|
6 of 8 people found the following review helpful:
1.0 out of 5 stars
Blade, I've got a few snipes for it., 6 Jan 2001
By A Customer
Just last week I purchased Blade. I have spent every day since then trying to track down a contact address for the company that developed the game. This is a bad......bad game. Right lets get started. The most serious flaws are the most fundamental and basic of any game. You can only run when you go forward. You often end up racing staright into an enemy. Blades movements are as smooth as a a cheese grater & the limits of his movement are not that of a comic book hero. More of an incontinent, blind, arthritic, wheezy & tired...gimp. The controls are sluggish. Actualy, thats a bit too fair. They SUCK. S.U.C.K. The control layout is poor.

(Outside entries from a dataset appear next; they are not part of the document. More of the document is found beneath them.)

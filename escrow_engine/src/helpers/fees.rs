//! Escrow fee computation.
//!
//! Buyers pay `price + flat fee + price × rate`. The fees are platform revenue and are never taken from the seller, so
//! the seller payout is always the item price.
use escrow_common::{Cents, FeeRate};
use serde::{Deserialize, Serialize};
use thiserror::Error;

use crate::db_types::FeeBreakdown;

pub const DEFAULT_FLAT_FEE: Cents = Cents::new(300);
pub const DEFAULT_FEE_RATE_BPS: i64 = 300;
/// The smallest charge the payment processor accepts, in minor units.
pub const DEFAULT_MINIMUM_CHARGE: Cents = Cents::new(50);

#[derive(Debug, Clone, PartialEq, Eq, Error)]
pub enum FeeError {
    #[error("Invalid amount {amount}: {reason}")]
    InvalidAmount { amount: Cents, reason: String },
}

impl FeeError {
    fn invalid<S: Into<String>>(amount: Cents, reason: S) -> Self {
        Self::InvalidAmount { amount, reason: reason.into() }
    }
}

#[derive(Debug, Clone, Copy, PartialEq, Eq, Serialize, Deserialize)]
pub struct FeeSchedule {
    pub flat_fee: Cents,
    pub rate: FeeRate,
    pub minimum_charge: Cents,
}

impl Default for FeeSchedule {
    fn default() -> Self {
        Self {
            flat_fee: DEFAULT_FLAT_FEE,
            rate: FeeRate::from_bps(DEFAULT_FEE_RATE_BPS),
            minimum_charge: DEFAULT_MINIMUM_CHARGE,
        }
    }
}

impl FeeSchedule {
    pub fn new(flat_fee: Cents, rate: FeeRate) -> Self {
        Self { flat_fee, rate, ..Default::default() }
    }

    pub fn with_minimum_charge(mut self, minimum_charge: Cents) -> Self {
        self.minimum_charge = minimum_charge;
        self
    }

    /// Computes the fee breakdown for an item price. The percentage fee is rounded half-up to the cent.
    ///
    /// Fails with [`FeeError::InvalidAmount`] if the price is not positive, if the arithmetic overflows, or if the
    /// total charge falls below the processor's minimum chargeable amount.
    pub fn calculate(&self, price: Cents) -> Result<FeeBreakdown, FeeError> {
        if !price.is_positive() {
            return Err(FeeError::invalid(price, "the price must be greater than zero"));
        }
        let percentage_fee =
            self.rate.apply(price).ok_or_else(|| FeeError::invalid(price, "the percentage fee is out of range"))?;
        let total_fee = self
            .flat_fee
            .checked_add(percentage_fee)
            .ok_or_else(|| FeeError::invalid(price, "the total fee is out of range"))?;
        let total_charge =
            price.checked_add(total_fee).ok_or_else(|| FeeError::invalid(price, "the total charge is out of range"))?;
        if total_charge < self.minimum_charge {
            return Err(FeeError::invalid(
                price,
                format!("the total charge of {total_charge} is below the minimum charge of {}", self.minimum_charge),
            ));
        }
        Ok(FeeBreakdown {
            flat_fee: self.flat_fee,
            percentage_fee,
            total_fee,
            total_charge,
            seller_payout: price,
            rate: self.rate,
        })
    }
}

#[cfg(test)]
mod test {
    use super::*;

    fn schedule() -> FeeSchedule {
        FeeSchedule::new(Cents::from_major(3), "0.03".parse().unwrap())
    }

    #[test]
    fn fifty_dollar_item() {
        let fees = schedule().calculate(Cents::from_major(50)).unwrap();
        assert_eq!(fees.flat_fee.to_string(), "3.00");
        assert_eq!(fees.percentage_fee.to_string(), "1.50");
        assert_eq!(fees.total_fee.to_string(), "4.50");
        assert_eq!(fees.total_charge.to_string(), "54.50");
        assert_eq!(fees.seller_payout.to_string(), "50.00");
    }

    #[test]
    fn total_charge_identity_holds_across_prices() {
        let schedule = schedule();
        for price in (1..200_000).step_by(997).map(Cents::from) {
            let fees = schedule.calculate(price).unwrap();
            assert_eq!(fees.total_charge, price + fees.flat_fee + fees.percentage_fee);
            assert_eq!(fees.total_fee, fees.flat_fee + fees.percentage_fee);
            assert_eq!(fees.seller_payout, price);
            // Within half a cent of the exact product, in ten-thousandths of a cent
            let error = fees.percentage_fee.value() * 10_000 - price.value() * 300;
            assert!(error.abs() <= 5_000, "{price}: {error}");
        }
    }

    #[test]
    fn rounds_half_up() {
        // 3% of 0.50 is 1.5 cents
        let fees = schedule().calculate(Cents::from(50)).unwrap();
        assert_eq!(fees.percentage_fee, Cents::from(2));
        // 3% of 0.49 is 1.47 cents
        let fees = schedule().calculate(Cents::from(49)).unwrap();
        assert_eq!(fees.percentage_fee, Cents::from(1));
    }

    #[test]
    fn non_positive_prices_are_rejected() {
        assert!(matches!(schedule().calculate(Cents::from(0)), Err(FeeError::InvalidAmount { .. })));
        assert!(matches!(schedule().calculate(Cents::from(-500)), Err(FeeError::InvalidAmount { .. })));
    }

    #[test]
    fn charges_below_the_processor_minimum_are_rejected() {
        let schedule = FeeSchedule::new(Cents::from(0), FeeRate::from_bps(0));
        let err = schedule.calculate(Cents::from(30)).unwrap_err();
        assert!(err.to_string().contains("below the minimum charge of 0.50"));
        assert!(schedule.calculate(Cents::from(50)).is_ok());
    }

    #[test]
    fn overflow_is_an_invalid_amount() {
        assert!(matches!(schedule().calculate(Cents::from(i64::MAX)), Err(FeeError::InvalidAmount { .. })));
    }
}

The combinational use of buttons would be laughable were it not so thoroughly annoying. It's frustraiting, panicky, fumbling and with some of the poorest camera angle selections I have seen in a game. Ever. The puzzles are weak & would pose a challenge only to the dumbest.. members of the simian gene pool. Mainly just collecting keys and finding letters written 10 feet high in blood on a wall. Ooooh, Tricky! You often end up facing in the opposite direction and not even knowing where you should be heading. The levels are huge & badly laid out. The baddies are dumb & not even remotly equiped with any A.I. There is only one thing the vampires in this game suck, and it isn't blood. In conclusion, I have never felt so cheated out of mymoney in my life and would like to see Hammerhead development go out of business for ruining a perfectly good idea with poor testing, foul planning and graphics that could have been drawn by Ray charles & Stevie Wonder. I truly am supprised that Activision could publish such a poor game. I have come to expect higher standards from them than this. Once again, this game SUCKS far worse than any vampire I could ever have the misfortune to encounter. Do not buy this game unless you wish to be extremely gutted. I know I am.